**What is needed**
Among the entries below, find the lines with "const" and copy them.

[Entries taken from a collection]

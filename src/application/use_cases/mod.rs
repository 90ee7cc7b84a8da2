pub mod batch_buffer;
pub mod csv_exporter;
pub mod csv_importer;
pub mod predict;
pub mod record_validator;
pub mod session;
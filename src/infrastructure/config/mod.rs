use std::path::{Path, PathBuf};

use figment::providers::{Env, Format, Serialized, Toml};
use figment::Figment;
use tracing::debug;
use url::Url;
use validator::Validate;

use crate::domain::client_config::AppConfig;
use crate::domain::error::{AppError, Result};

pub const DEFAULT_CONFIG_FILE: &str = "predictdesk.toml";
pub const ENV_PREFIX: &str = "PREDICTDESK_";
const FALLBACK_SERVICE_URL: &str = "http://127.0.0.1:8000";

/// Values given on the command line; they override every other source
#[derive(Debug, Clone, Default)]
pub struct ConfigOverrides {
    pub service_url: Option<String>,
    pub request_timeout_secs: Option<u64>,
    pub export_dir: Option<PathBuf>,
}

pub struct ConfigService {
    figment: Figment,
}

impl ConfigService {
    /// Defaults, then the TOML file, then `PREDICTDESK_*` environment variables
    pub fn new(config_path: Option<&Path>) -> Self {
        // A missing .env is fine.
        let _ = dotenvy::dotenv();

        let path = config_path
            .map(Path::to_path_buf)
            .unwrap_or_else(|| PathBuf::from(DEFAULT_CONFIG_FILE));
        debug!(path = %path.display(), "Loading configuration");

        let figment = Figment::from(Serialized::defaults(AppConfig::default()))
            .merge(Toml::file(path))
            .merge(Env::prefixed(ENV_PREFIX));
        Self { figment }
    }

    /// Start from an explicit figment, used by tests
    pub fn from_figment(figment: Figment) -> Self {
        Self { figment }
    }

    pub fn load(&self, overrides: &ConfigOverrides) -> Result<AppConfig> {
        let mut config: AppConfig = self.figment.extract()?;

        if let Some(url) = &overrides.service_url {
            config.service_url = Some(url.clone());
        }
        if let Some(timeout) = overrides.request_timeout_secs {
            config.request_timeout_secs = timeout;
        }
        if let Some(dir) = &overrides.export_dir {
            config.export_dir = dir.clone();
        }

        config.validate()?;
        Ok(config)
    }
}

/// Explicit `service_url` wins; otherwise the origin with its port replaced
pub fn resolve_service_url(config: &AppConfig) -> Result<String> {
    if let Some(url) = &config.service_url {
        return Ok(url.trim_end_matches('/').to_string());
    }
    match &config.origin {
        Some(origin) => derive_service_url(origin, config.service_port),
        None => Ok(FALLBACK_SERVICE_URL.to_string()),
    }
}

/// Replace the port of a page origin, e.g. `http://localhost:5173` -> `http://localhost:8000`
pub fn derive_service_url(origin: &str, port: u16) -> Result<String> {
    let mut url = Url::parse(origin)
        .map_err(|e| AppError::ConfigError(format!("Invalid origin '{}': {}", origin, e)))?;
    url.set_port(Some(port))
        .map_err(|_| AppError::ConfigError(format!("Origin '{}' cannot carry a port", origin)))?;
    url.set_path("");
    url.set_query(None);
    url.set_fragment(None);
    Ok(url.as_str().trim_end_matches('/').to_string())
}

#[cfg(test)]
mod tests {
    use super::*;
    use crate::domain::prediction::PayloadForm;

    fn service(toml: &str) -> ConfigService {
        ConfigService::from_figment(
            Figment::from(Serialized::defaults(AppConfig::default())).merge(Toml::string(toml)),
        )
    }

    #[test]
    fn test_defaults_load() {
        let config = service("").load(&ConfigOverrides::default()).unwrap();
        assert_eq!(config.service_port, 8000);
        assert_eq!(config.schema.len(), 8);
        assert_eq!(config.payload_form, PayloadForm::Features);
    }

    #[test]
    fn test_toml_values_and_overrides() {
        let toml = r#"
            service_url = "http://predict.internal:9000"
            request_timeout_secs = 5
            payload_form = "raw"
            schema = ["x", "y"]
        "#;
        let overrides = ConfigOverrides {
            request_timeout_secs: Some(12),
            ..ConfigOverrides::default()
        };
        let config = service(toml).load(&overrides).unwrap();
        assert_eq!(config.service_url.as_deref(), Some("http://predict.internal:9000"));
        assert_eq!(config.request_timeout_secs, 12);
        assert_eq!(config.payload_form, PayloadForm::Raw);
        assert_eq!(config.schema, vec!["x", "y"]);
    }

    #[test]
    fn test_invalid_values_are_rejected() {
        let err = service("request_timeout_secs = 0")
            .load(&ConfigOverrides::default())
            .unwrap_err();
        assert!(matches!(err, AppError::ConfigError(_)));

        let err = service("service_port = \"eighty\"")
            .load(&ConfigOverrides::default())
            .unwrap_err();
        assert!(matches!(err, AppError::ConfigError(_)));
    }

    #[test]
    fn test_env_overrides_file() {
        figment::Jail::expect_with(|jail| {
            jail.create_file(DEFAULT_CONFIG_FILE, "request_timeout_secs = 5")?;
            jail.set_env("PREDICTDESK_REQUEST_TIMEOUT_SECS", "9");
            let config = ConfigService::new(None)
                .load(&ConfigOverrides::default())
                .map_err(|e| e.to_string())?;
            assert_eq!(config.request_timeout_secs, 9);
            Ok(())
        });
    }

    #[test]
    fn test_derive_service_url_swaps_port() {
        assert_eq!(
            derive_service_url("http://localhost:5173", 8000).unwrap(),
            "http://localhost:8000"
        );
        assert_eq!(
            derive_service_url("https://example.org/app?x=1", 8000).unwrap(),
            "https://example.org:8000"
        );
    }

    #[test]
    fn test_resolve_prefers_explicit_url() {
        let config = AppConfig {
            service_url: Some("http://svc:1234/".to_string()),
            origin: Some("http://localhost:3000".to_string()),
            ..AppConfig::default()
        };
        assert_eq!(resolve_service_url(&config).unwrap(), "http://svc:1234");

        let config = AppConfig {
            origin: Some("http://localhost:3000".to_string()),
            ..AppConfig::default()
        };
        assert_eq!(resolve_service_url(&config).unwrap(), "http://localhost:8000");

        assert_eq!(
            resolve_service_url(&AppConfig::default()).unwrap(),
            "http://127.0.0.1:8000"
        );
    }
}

**Exercise output**
pub const DEFAULT_CONFIG_FILE: &str = "predictdesk.toml";
pub const ENV_PREFIX: &str = "PREDICTDESK_";
const FALLBACK_SERVICE_URL: &str = "http://127.0.0.1:8000";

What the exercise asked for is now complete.